**Work instruction**: Could you write the entries out again, exactly as they appear?

Top of Exercise materials

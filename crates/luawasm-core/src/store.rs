//! Per-instance store data and store creation.
//!
//! This module provides:
//! - [`HostContext`]: the data every [`Store`] carries
//! - [`CallMetrics`]: counters updated by each call
//! - [`create_store`]: store construction with limits and fuel applied

use std::time::Duration;

use tracing::debug;
use wasmtime::{Store, StoreLimits, StoreLimitsBuilder};
use wasmtime_wasi::WasiCtxBuilder;
use wasmtime_wasi::preview1::WasiP1Ctx;

use crate::WasmEngine;
use luawasm_common::{ExecutionConfig, LinkerConfig, RuntimeError};

/// Data attached to each store.
///
/// One store backs exactly one instance, so this doubles as the host-side
/// record of that instance.
pub struct HostContext {
    /// Identifier used in tracing spans.
    pub store_id: String,

    /// Execution metrics.
    pub metrics: CallMetrics,

    /// WASI preview-1 state, used only when the linker registers WASI.
    wasi: WasiP1Ctx,

    /// Memory and instance limits.
    limits: StoreLimits,
}

/// Call counters for one store.
#[derive(Debug, Clone, Default)]
pub struct CallMetrics {
    /// Calls completed successfully.
    pub calls: u64,

    /// Calls that trapped or failed.
    pub failures: u64,

    /// Fuel consumed across all calls.
    pub fuel_consumed: u64,

    /// Duration of the most recent call.
    pub last_duration: Option<Duration>,
}

impl HostContext {
    /// Create store data for a new instance.
    pub fn new(execution: &ExecutionConfig, linker: &LinkerConfig) -> Self {
        let mut builder = WasiCtxBuilder::new();
        if linker.inherit_stdio {
            builder.inherit_stdout().inherit_stderr();
        }

        let limits = StoreLimitsBuilder::new()
            .memory_size(execution.max_memory_bytes())
            .instances(1)
            .build();

        Self {
            store_id: uuid::Uuid::new_v4().to_string(),
            metrics: CallMetrics::default(),
            wasi: builder.build_p1(),
            limits,
        }
    }

    /// WASI state accessor handed to the linker.
    pub fn wasi_mut(&mut self) -> &mut WasiP1Ctx {
        &mut self.wasi
    }
}

impl std::fmt::Debug for HostContext {
    fn fmt(&self, f: &mut std::fmt::Formatter<'_>) -> std::fmt::Result {
        f.debug_struct("HostContext")
            .field("store_id", &self.store_id)
            .field("metrics", &self.metrics)
            .finish_non_exhaustive()
    }
}

/// Create a new store bound to `engine`.
///
/// Installs the memory limiter and, when the engine meters fuel, tops the
/// store up with `execution.max_fuel`.
///
/// # Errors
///
/// Returns [`RuntimeError::StoreCreation`] if fuel cannot be set.
pub fn create_store(
    engine: &WasmEngine,
    execution: &ExecutionConfig,
    linker: &LinkerConfig,
) -> Result<Store<HostContext>, RuntimeError> {
    let context = HostContext::new(execution, linker);
    let store_id = context.store_id.clone();
    let mut store = Store::new(engine.inner(), context);

    store.limiter(|ctx| &mut ctx.limits);

    if engine.is_fuel_metered() {
        store
            .set_fuel(execution.max_fuel)
            .map_err(|e| RuntimeError::StoreCreation {
                reason: format!("Failed to set fuel: {e}"),
            })?;
    }

    debug!(store_id = %store_id, "Store created");

    Ok(store)
}

/// Get remaining fuel from a store.
pub fn get_remaining_fuel(store: &Store<HostContext>) -> Option<u64> {
    store.get_fuel().ok()
}

/// Calculate fuel consumed since `initial_fuel` was read.
pub fn calculate_fuel_consumed(initial_fuel: u64, store: &Store<HostContext>) -> u64 {
    let remaining = get_remaining_fuel(store).unwrap_or(0);
    initial_fuel.saturating_sub(remaining)
}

Bottom of Exercise materials

**Solved exercise**:
filename crates/luawasm-core/src/store.rs
//! Per-instance store data and store creation.
//!
//! This module provides:
//! - [`HostContext`]: the data every [`Store`] carries
//! - [`CallMetrics`]: counters updated by each call
//! - [`create_store`]: store construction with limits and fuel applied

use std::time::Duration;

use tracing::debug;
use wasmtime::{Store, StoreLimits, StoreLimitsBuilder};
use wasmtime_wasi::WasiCtxBuilder;
use wasmtime_wasi::preview1::WasiP1Ctx;

use crate::WasmEngine;
use luawasm_common::{ExecutionConfig, LinkerConfig, RuntimeError};

/// Data attached to each store.
///
/// One store backs exactly one instance, so this doubles as the host-side
/// record of that instance.
pub struct HostContext {
    /// Identifier used in tracing spans.
    pub store_id: String,

    /// Execution metrics.
    pub metrics: CallMetrics,

    /// WASI preview-1 state, used only when the linker registers WASI.
    wasi: WasiP1Ctx,

    /// Memory and instance limits.
    limits: StoreLimits,
}

/// Call counters for one store.
#[derive(Debug, Clone, Default)]
pub struct CallMetrics {
    /// Calls completed successfully.
    pub calls: u64,

    /// Calls that trapped or failed.
    pub failures: u64,

    /// Fuel consumed across all calls.
    pub fuel_consumed: u64,

    /// Duration of the most recent call.
    pub last_duration: Option<Duration>,
}

impl HostContext {
    /// Create store data for a new instance.
    pub fn new(execution: &ExecutionConfig, linker: &LinkerConfig) -> Self {
        let mut builder = WasiCtxBuilder::new();
        if linker.inherit_stdio {
            builder.inherit_stdout().inherit_stderr();
        }

        let limits = StoreLimitsBuilder::new()
            .memory_size(execution.max_memory_bytes())
            .instances(1)
            .build();

        Self {
            store_id: uuid::Uuid::new_v4().to_string(),
            metrics: CallMetrics::default(),
            wasi: builder.build_p1(),
            limits,
        }
    }

    /// WASI state accessor handed to the linker.
    pub fn wasi_mut(&mut self) -> &mut WasiP1Ctx {
        &mut self.wasi
    }
}

impl std::fmt::Debug for HostContext {
    fn fmt(&self, f: &mut std::fmt::Formatter<'_>) -> std::fmt::Result {
        f.debug_struct("HostContext")
            .field("store_id", &self.store_id)
            .field("metrics", &self.metrics)
            .finish_non_exhaustive()
    }
}

/// Create a new store bound to `engine`.
///
/// Installs the memory limiter and, when the engine meters fuel, tops the
/// store up with `execution.max_fuel`.
///
/// # Errors
///
/// Returns [`RuntimeError::StoreCreation`] if fuel cannot be set.
pub fn create_store(
    engine: &WasmEngine,
    execution: &ExecutionConfig,
    linker: &LinkerConfig,
) -> Result<Store<HostContext>, RuntimeError> {
    let context = HostContext::new(execution, linker);
    let store_id = context.store_id.clone();
    let mut store = Store::new(engine.inner(), context);

    store.limiter(|ctx| &mut ctx.limits);

    if engine.is_fuel_metered() {
        store
            .set_fuel(execution.max_fuel)
            .map_err(|e| RuntimeError::StoreCreation {
                reason: format!("Failed to set fuel: {e}"),
            })?;
    }

    debug!(store_id = %store_id, "Store created");

    Ok(store)
}

/// Get remaining fuel from a store.
pub fn get_remaining_fuel(store: &Store<HostContext>) -> Option<u64> {
    store.get_fuel().ok()
}

/// Calculate fuel consumed since `initial_fuel` was read.
pub fn calculate_fuel_consumed(initial_fuel: u64, store: &Store<HostContext>) -> u64 {
    let remaining = get_remaining_fuel(store).unwrap_or(0);
    initial_fuel.saturating_sub(remaining)
}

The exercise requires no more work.